**Supplied information**.
┌──
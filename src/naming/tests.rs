#![cfg(test)]

use std::collections::HashMap;

use super::*;

#[test]
fn test_constant_format() {
    let format = NameFormat::Constant;
    for valid in ["A", "Water", "H2O", "Cl_minus", "Ärger"] {
        assert!(format.accepts(valid), "{valid:?} should be accepted.");
    }
    for invalid in ["", "water", "_Water", "2H", "Hydrogen peroxide", "Na+"] {
        assert!(!format.accepts(invalid), "{invalid:?} should be rejected.");
    }
}

#[test]
fn test_any_format() {
    let format = NameFormat::Any;
    assert!(format.accepts("lowercase"));
    assert!(format.accepts("Na+"));
    assert!(!format.accepts(""));
    assert!(!format.accepts("two words"));
}

#[test]
fn test_invalid_name_message() {
    let error = NameFormat::Constant.validate("water").unwrap_err();
    assert_eq!(
        error.to_string(),
        "invalid name \"water\", expected an uppercase letter followed by letters, digits or '_'"
    );
}

#[test]
fn test_name_lookup_by_str() {
    let mut names = HashMap::new();
    names.insert(Name::from("Water"), 1);

    assert_eq!(names.get("Water"), Some(&1), "Names should be usable as keys looked up by str.");
    assert_eq!(format!("{:?}", Name::from("Water")), ":Water");
    assert_eq!(Name::from("Water"), "Water");
}

#[test]
fn test_error_flattening() {
    let not_found = NotFoundError {
        subject: Subject::Name(Name::from("Nobody")),
        registry: "Species".into(),
    };
    assert_eq!(not_found.to_string(), "name Nobody is not registered in Species");

    let error = Error::from(SetNameError::from(not_found));
    assert!(error.is_not_found(), "Operation errors should flatten into the module error.");

    let error = Error::from(ConfigurationError::from(HookAlreadySetError { hook: "on_name_query" }));
    assert_eq!(error.to_string(), "hook on_name_query has already been set");
}
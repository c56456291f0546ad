//! This crate is a small collection of extensions for writing programs that talk about named
//! things.
//!
//! # Purpose
//! Models, simulations and configuration-heavy programs tend to create lots of objects that people
//! want to refer to by name: species, places, reactions, units. Doing the bookkeeping for that by
//! hand means a map from names to values in every corner of the program, each with its own rules
//! for collisions. The [`naming`] module does it once.
//!
//! Alongside it live a couple of helpers that keep coming up in the same kind of code:
//! - [`null`]: null objects and inert recorders, which stand in for values that are missing or
//!   not available yet.
//! - [`typing`]: runtime checks that produce readable errors, for requirements the type system
//!   can't express.
//!
//! # Method
//! Naming is built around [`Registry`](naming::Registry), which maps instances to unique names
//! while only holding weak references to them. Names can be assigned directly or discovered from
//! [`Bindings`](naming::Bindings), an explicitly declared table of named references. Everything
//! is single-threaded: registries are shared through [`Rc`](std::rc::Rc) and mutated through
//! [`RefCell`](std::cell::RefCell), so they are neither [`Send`] nor [`Sync`].
//!
//! # Error Handling
//! Errors are strongly typed: every failure is a struct implementing
//! [`Error`](std::error::Error), and each operation returns an enum of exactly the failures it can
//! produce. These enums convert into broader ones (ending at [`naming::Error`]) so callers that
//! don't care about the distinction can use `?` throughout.
//!
//! # Logging
//! Registry mutations are logged through [`tracing`] at the `debug` and `trace` levels. The crate
//! never installs a subscriber itself; the `demo` binary shows one way to do so.

#![warn(clippy::missing_safety_doc)]
#![warn(clippy::undocumented_unsafe_blocks)]
#![warn(clippy::missing_const_for_fn)]
#![warn(clippy::missing_panics_doc)]
#![warn(clippy::unwrap_used)]
#![allow(clippy::module_inception)]

pub mod naming;
pub mod null;
pub mod typing;

pub(crate) mod util;
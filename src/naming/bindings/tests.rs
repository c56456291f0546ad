#![cfg(test)]

use std::rc::Rc;

use indexmap::IndexSet;

use super::*;
use crate::naming::InstanceId;

#[test]
fn test_bind_and_lookup() {
    let bindings = Bindings::new();
    let value = Rc::new("value");

    assert!(!bindings.bind("Main", "Value", &value), "A new binding shouldn't replace anything.");
    assert_eq!(bindings.lookup("Main", "Value"), Some(InstanceId::of(&value)));
    assert_eq!(bindings.lookup("Main", "Missing"), None);
    assert_eq!(bindings.lookup("Other", "Value"), None);

    let other = Rc::new("other");
    assert!(bindings.bind("Main", "Value", &other), "Rebinding should replace the binding.");
    assert_eq!(bindings.lookup("Main", "Value"), Some(InstanceId::of(&other)));
    assert_eq!(bindings.len(), 1);
}

#[test]
fn test_strong_and_weak_bindings() {
    let bindings = Bindings::new();
    let strong = Rc::new(1);
    let weak = Rc::new(2);

    bindings.bind("Main", "Strong", &strong);
    bindings.bind_weak("Main", "Weak", &weak);
    assert_eq!(Rc::strong_count(&strong), 2, "A binding should keep its target alive.");
    assert_eq!(Rc::strong_count(&weak), 1, "A weak binding shouldn't keep its target alive.");

    drop(weak);
    assert_eq!(bindings.lookup("Main", "Weak"), None, "A stale binding should resolve to nothing.");
    assert_eq!(bindings.len(), 2, "Stale bindings are still counted.");
}

#[test]
fn test_unbind_and_remove_scope() {
    let bindings = Bindings::new();
    let value = Rc::new(0);
    bindings.bind("Main", "Zero", &value);
    bindings.bind("Extra", "Zero", &value);

    assert!(bindings.unbind("Main", "Zero"));
    assert!(!bindings.unbind("Main", "Zero"));
    assert!(!bindings.unbind("Missing", "Zero"));

    assert!(bindings.remove_scope("Extra"));
    assert!(!bindings.remove_scope("Extra"));
    assert!(bindings.is_empty());
    assert_eq!(Rc::strong_count(&value), 1, "Removed bindings should release their targets.");
}

#[test]
fn test_declaration_order() {
    let bindings = Bindings::new();
    let value = Rc::new(0);
    bindings.bind("Zoo", "Zebra", &value);
    bindings.bind("Aquarium", "Angelfish", &value);
    bindings.bind("Zoo", "Aardvark", &value);

    assert_eq!(bindings.scopes(), ["Zoo", "Aquarium"]);

    let visits: Vec<String> = bindings.snapshot(&IndexSet::new())
        .into_iter()
        .map(|visit| format!("{}::{}", visit.scope, visit.name))
        .collect();
    assert_eq!(
        visits, ["Zoo::Zebra", "Zoo::Aardvark", "Aquarium::Angelfish"],
        "Scans should visit bindings in declaration order, scope by scope."
    );

    let skipped = IndexSet::from(["Zoo".to_string()]);
    assert_eq!(bindings.snapshot(&skipped).len(), 1, "Skipped scopes shouldn't be visited.");
}

#[test]
fn test_scope_handle() {
    let bindings = Bindings::new();
    let zoo = bindings.scope("Zoo");
    let lion = Rc::new("lion");

    zoo.bind("Lion", &lion);
    assert_eq!(zoo.name(), "Zoo");
    assert_eq!(zoo.lookup("Lion"), Some(InstanceId::of(&lion)));
    assert_eq!(bindings.lookup("Zoo", "Lion"), Some(InstanceId::of(&lion)));

    assert!(zoo.unbind("Lion"));
    assert_eq!(bindings.lookup("Zoo", "Lion"), None);
}

#[test]
fn test_shared_handles() {
    let bindings = Bindings::new();
    let clone = bindings.clone();
    let value: Rc<dyn std::any::Any> = Rc::new(1.5_f64);

    clone.bind("Main", "Value", &value);
    assert_eq!(bindings.lookup("Main", "Value"), Some(InstanceId::of(&value)));
}

#[test]
fn test_debug_output() {
    let bindings = Bindings::new();
    let value = Rc::new(0);
    bindings.bind("Main", "Zero", &value);

    let output = format!("{bindings:?}");
    assert_eq!(output, format!("{{Main: [Zero => {}]}}", InstanceId::of(&value)));
}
└──
Every line above that holds "skipped" should be copied out.

    let skipped = IndexSet::from(["Zoo".to_string()]);
    assert_eq!(bindings.snapshot(&skipped).len(), 1, "Skipped scopes shouldn't be visited.");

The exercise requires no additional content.